Y es en Navalcarnero, al sudoeste de Madrid, área tradicional de viñedos y bodegas capitalinas, donde Alfredo Maestro, al alimón con José María Correal, muestra la anatomía ideal de un vino de garaje y de los mínimos imprescindibles para conseguir algo de calidad que echarse al buche: una finca con 1000 cepas de uva tempranillo, un laboratorio, una zona de vinificación para la recepción de las uvas y despalillado que también acoge los depósitos, unas barricas de roble francés para la decantación y la crianza, una cueva de crianza, zona de embotellado y sala de catas y visitas.
Así, en medio de un paisaje de suaves lomas y tierra arcillosa se obra el milagro. «El vino empieza en la viña, en la cepa. Desde que plantas la primera viña pasan entre 3 y 5 años para conseguir una uva aceptable y aquí no hay que escatimar recursos, el objetivo es lograr una uva sana y lo menos intervenida para que dé la imagen más fiel del entorno, para que toda esa información se transforme en vino», aclara Maestro, quien defiende la elaboración natural, sin pesticidas ni herbicidas. «La tierra tiene que estar viva. Yo meto una pala en este terreno y salen lombrices. Trabajando en consonancia con los planetas, con la luna, principalmente», apunta el viticultor.
Por supuesto, cualquier enólogo que se precie debe efectuar controles en el laboratorio. Así se analizan aspectos técnicos de la maduración de las uvas como el ph, la acidez volátil y el grado de alcohol probable viendo la cantidad de azúcar (con el desímetro). Una vez llega el momento de la vendimia, en septiembre, las uvas se trasladan en cajas de 20 kilos a la mesa de selección, donde se quitan las hojas, las uvas podridas y se escogen los mejores racimos. De ahí a una despalilladora que separa el raspón y estruja la uva y saca los granos del fruto. Luego se bombea al depósito para la fermentación espontánea (que dura un mes).
De aquí, en el caso de los tintos, se pasa a una segunda fermentación llamada maloláctica (otro mes), donde el ácido málico se transforma en ácido láctico y las bacterias hacen el vino más redondo, más bebible, «sería un vino joven y afrutado pero todavía quedarían restos, impurezas, por eso se necesita la fase de decantación. Nosotros lo hacemos en barricas de roble francés, por la microxigenación y los aromas que aporta la madera. De forma natural, con el frío del invierno, bajan las impurezas y vaciamos y limpiamos varias veces las barricas hasta que ya queda limpio y pasamos a la fase de crianza en las cuevas», indica Alfredo.

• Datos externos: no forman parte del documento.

//! Configuration types.
//!
//! The parser reads a single JSON file (path in `PARSER_CONFIG`) once at
//! startup. Nothing here is reloaded while the process runs.

use std::collections::HashMap;
use std::path::Path;

use secrecy::SecretString;
use serde::{Deserialize, Deserializer};

use crate::error::ConfigError;

/// Environment variable naming the JSON config file.
pub const CONFIG_PATH_ENV: &str = "PARSER_CONFIG";

/// Parser configuration as stored in `config.json`.
#[derive(Debug, Deserialize)]
#[serde(rename_all = "camelCase")]
pub struct ParserConfig {
    /// Legacy v1 credentials; the v2 write API authenticates with `db_token`.
    #[serde(default)]
    pub db_user: Option<String>,
    #[serde(default, deserialize_with = "optional_secret")]
    pub db_pass: Option<SecretString>,
    /// Base URL of the InfluxDB server, e.g. `http://localhost:8086`.
    pub db_url: String,
    #[serde(deserialize_with = "secret")]
    pub db_token: SecretString,
    pub db_org: String,
    pub db_bucket: String,
    /// Subject → category. Loaded for completeness; classification only uses
    /// the sender map.
    #[serde(default)]
    pub subject_map: HashMap<String, String>,
    /// Sender address → category.
    pub sender_map: HashMap<String, String>,
    /// Also accept `text/html` parts at the top level of a message.
    #[serde(default)]
    pub decode_html: bool,
}

impl ParserConfig {
    /// Load the config file named by `PARSER_CONFIG`.
    pub fn from_env() -> Result<Self, ConfigError> {
        let path = std::env::var(CONFIG_PATH_ENV)
            .map_err(|_| ConfigError::MissingEnvVar(CONFIG_PATH_ENV.to_string()))?;
        Self::from_path(Path::new(&path))
    }

    /// Load and validate a config file.
    pub fn from_path(path: &Path) -> Result<Self, ConfigError> {
        let raw = std::fs::read_to_string(path)?;
        Self::from_json(&raw)
    }

    /// Parse and validate config JSON.
    pub fn from_json(raw: &str) -> Result<Self, ConfigError> {
        let config: Self = serde_json::from_str(raw)
            .map_err(|e| ConfigError::ParseError(format!("config.json: {e}")))?;
        config.validate()?;
        Ok(config)
    }

    /// Reject empty values for the settings the store needs.
    pub fn validate(&self) -> Result<(), ConfigError> {
        let required = [
            ("dbUrl", self.db_url.as_str()),
            ("dbOrg", self.db_org.as_str()),
            ("dbBucket", self.db_bucket.as_str()),
        ];
        for (key, value) in required {
            if value.trim().is_empty() {
                return Err(ConfigError::MissingRequired {
                    key: key.to_string(),
                    hint: "Set it in the file named by PARSER_CONFIG.".to_string(),
                });
            }
        }
        if secrecy::ExposeSecret::expose_secret(&self.db_token).is_empty() {
            return Err(ConfigError::MissingRequired {
                key: "dbToken".to_string(),
                hint: "Create an API token with write access to the bucket.".to_string(),
            });
        }
        Ok(())
    }

    /// Build the read-only sender lookup used by the classifier.
    pub fn category_map(&self) -> CategoryMap {
        CategoryMap::new(self.sender_map.clone())
    }
}

fn secret<'de, D>(deserializer: D) -> Result<SecretString, D::Error>
where
    D: Deserializer<'de>,
{
    String::deserialize(deserializer).map(SecretString::from)
}

fn optional_secret<'de, D>(deserializer: D) -> Result<Option<SecretString>, D::Error>
where
    D: Deserializer<'de>,
{
    Ok(Option::<String>::deserialize(deserializer)?.map(SecretString::from))
}

/// Immutable sender address → category lookup.
///
/// Keys are lower-cased on construction; lookups are case-insensitive.
#[derive(Debug, Clone, Default)]
pub struct CategoryMap {
    entries: HashMap<String, String>,
}

impl CategoryMap {
    pub fn new(entries: HashMap<String, String>) -> Self {
        Self {
            entries: entries
                .into_iter()
                .map(|(address, category)| (address.trim().to_lowercase(), category))
                .collect(),
        }
    }

    /// Category for `address`, if one is configured.
    pub fn get(&self, address: &str) -> Option<&str> {
        self.entries
            .get(&address.to_lowercase())
            .map(String::as_str)
    }

    pub fn len(&self) -> usize {
        self.entries.len()
    }

    pub fn is_empty(&self) -> bool {
        self.entries.is_empty()
    }
}

impl FromIterator<(String, String)> for CategoryMap {
    fn from_iter<I: IntoIterator<Item = (String, String)>>(iter: I) -> Self {
        Self::new(iter.into_iter().collect())
    }
}

#[cfg(test)]
mod tests {
    use std::io::Write;

    use secrecy::ExposeSecret;

    use super::*;

    const SAMPLE: &str = r#"{
        "dbUser": "admin",
        "dbPass": "hunter2",
        "dbUrl": "http://localhost:8086",
        "dbToken": "tok-123",
        "dbOrg": "home",
        "dbBucket": "bills",
        "subjectMap": {"Your statement is ready": "card"},
        "senderMap": {"billing@utility.com": "electric", "Water@City.gov": "water"}
    }"#;

    #[test]
    fn parses_existing_config_layout() {
        let config = ParserConfig::from_json(SAMPLE).unwrap();
        assert_eq!(config.db_url, "http://localhost:8086");
        assert_eq!(config.db_token.expose_secret(), "tok-123");
        assert_eq!(config.db_org, "home");
        assert_eq!(config.db_bucket, "bills");
        assert_eq!(config.db_user.as_deref(), Some("admin"));
        assert_eq!(config.sender_map.len(), 2);
        assert_eq!(config.subject_map.len(), 1);
        assert!(!config.decode_html);
    }

    #[test]
    fn optional_fields_default() {
        let json = r#"{
            "dbUrl": "http://influx:8086",
            "dbToken": "t",
            "dbOrg": "o",
            "dbBucket": "b",
            "senderMap": {},
            "decodeHtml": true
        }"#;
        let config = ParserConfig::from_json(json).unwrap();
        assert!(config.db_user.is_none());
        assert!(config.db_pass.is_none());
        assert!(config.subject_map.is_empty());
        assert!(config.decode_html);
    }

    #[test]
    fn missing_sender_map_is_parse_error() {
        let json = r#"{"dbUrl": "u", "dbToken": "t", "dbOrg": "o", "dbBucket": "b"}"#;
        let err = ParserConfig::from_json(json).unwrap_err();
        assert!(matches!(err, ConfigError::ParseError(_)));
    }

    #[test]
    fn empty_bucket_rejected() {
        let json = r#"{
            "dbUrl": "http://influx:8086",
            "dbToken": "t",
            "dbOrg": "o",
            "dbBucket": "  ",
            "senderMap": {}
        }"#;
        match ParserConfig::from_json(json) {
            Err(ConfigError::MissingRequired { key, .. }) => assert_eq!(key, "dbBucket"),
            other => panic!("expected MissingRequired, got {other:?}"),
        }
    }

    #[test]
    fn empty_token_rejected() {
        let json = r#"{
            "dbUrl": "http://influx:8086",
            "dbToken": "",
            "dbOrg": "o",
            "dbBucket": "b",
            "senderMap": {}
        }"#;
        match ParserConfig::from_json(json) {
            Err(ConfigError::MissingRequired { key, .. }) => assert_eq!(key, "dbToken"),
            other => panic!("expected MissingRequired, got {other:?}"),
        }
    }

    #[test]
    fn loads_from_file() {
        let mut file = tempfile::NamedTempFile::new().unwrap();
        file.write_all(SAMPLE.as_bytes()).unwrap();
        let config = ParserConfig::from_path(file.path()).unwrap();
        assert_eq!(config.db_bucket, "bills");
    }

    #[test]
    fn missing_file_is_io_error() {
        let dir = tempfile::tempdir().unwrap();
        let err = ParserConfig::from_path(&dir.path().join("nope.json")).unwrap_err();
        assert!(matches!(err, ConfigError::Io(_)));
    }

    #[test]
    fn category_map_is_case_insensitive() {
        let config = ParserConfig::from_json(SAMPLE).unwrap();
        let map = config.category_map();
        assert_eq!(map.get("billing@utility.com"), Some("electric"));
        assert_eq!(map.get("BILLING@Utility.com"), Some("electric"));
        assert_eq!(map.get("water@city.gov"), Some("water"));
        assert_eq!(map.get("someone@else.com"), None);
    }

    #[test]
    fn category_map_from_iter() {
        let map: CategoryMap = [("a@b.io".to_string(), "x".to_string())]
            .into_iter()
            .collect();
        assert_eq!(map.len(), 1);
        assert!(!map.is_empty());
        assert!(CategoryMap::default().is_empty());
    }
}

Y de ahí al capítulo final en las cuevas donde se obtienen unas cualidades de temperatura (alrededor de 13º) y humedad constantes (60-70%) y permiten que el vino no sufra ni tenga variaciones organolépticas. En las barricas el vino suma otras características con más microxigenación: aromas, taninos, etc. y siempre será el enólogo el que decida el período de crianza. El origen del roble, en este caso francés, también contribuye a definir el carácter del vino y aquí cada maestro aplica su receta. «A mí me gusta que el sabor de la uva siempre vaya por delante de las maderas. El vino viene de una fruta y a eso debe saber», recalca Alfredo.
Tras el embotellado, el caldo sigue su evolución dentro del cristal. Como apunte final, hay que tener en cuenta que los costes suben cuando se apuesta por la calidad: buenos corchos, mejores botellas, etc., si la intención es comercializarlo, claro, aunque uno siempre se puede acoger a esa famosa sentencia del escritor británico Gilbert Chesterton: «Si el vino perjudica sus negocios, deje sus negocios». Y disfrute del vino.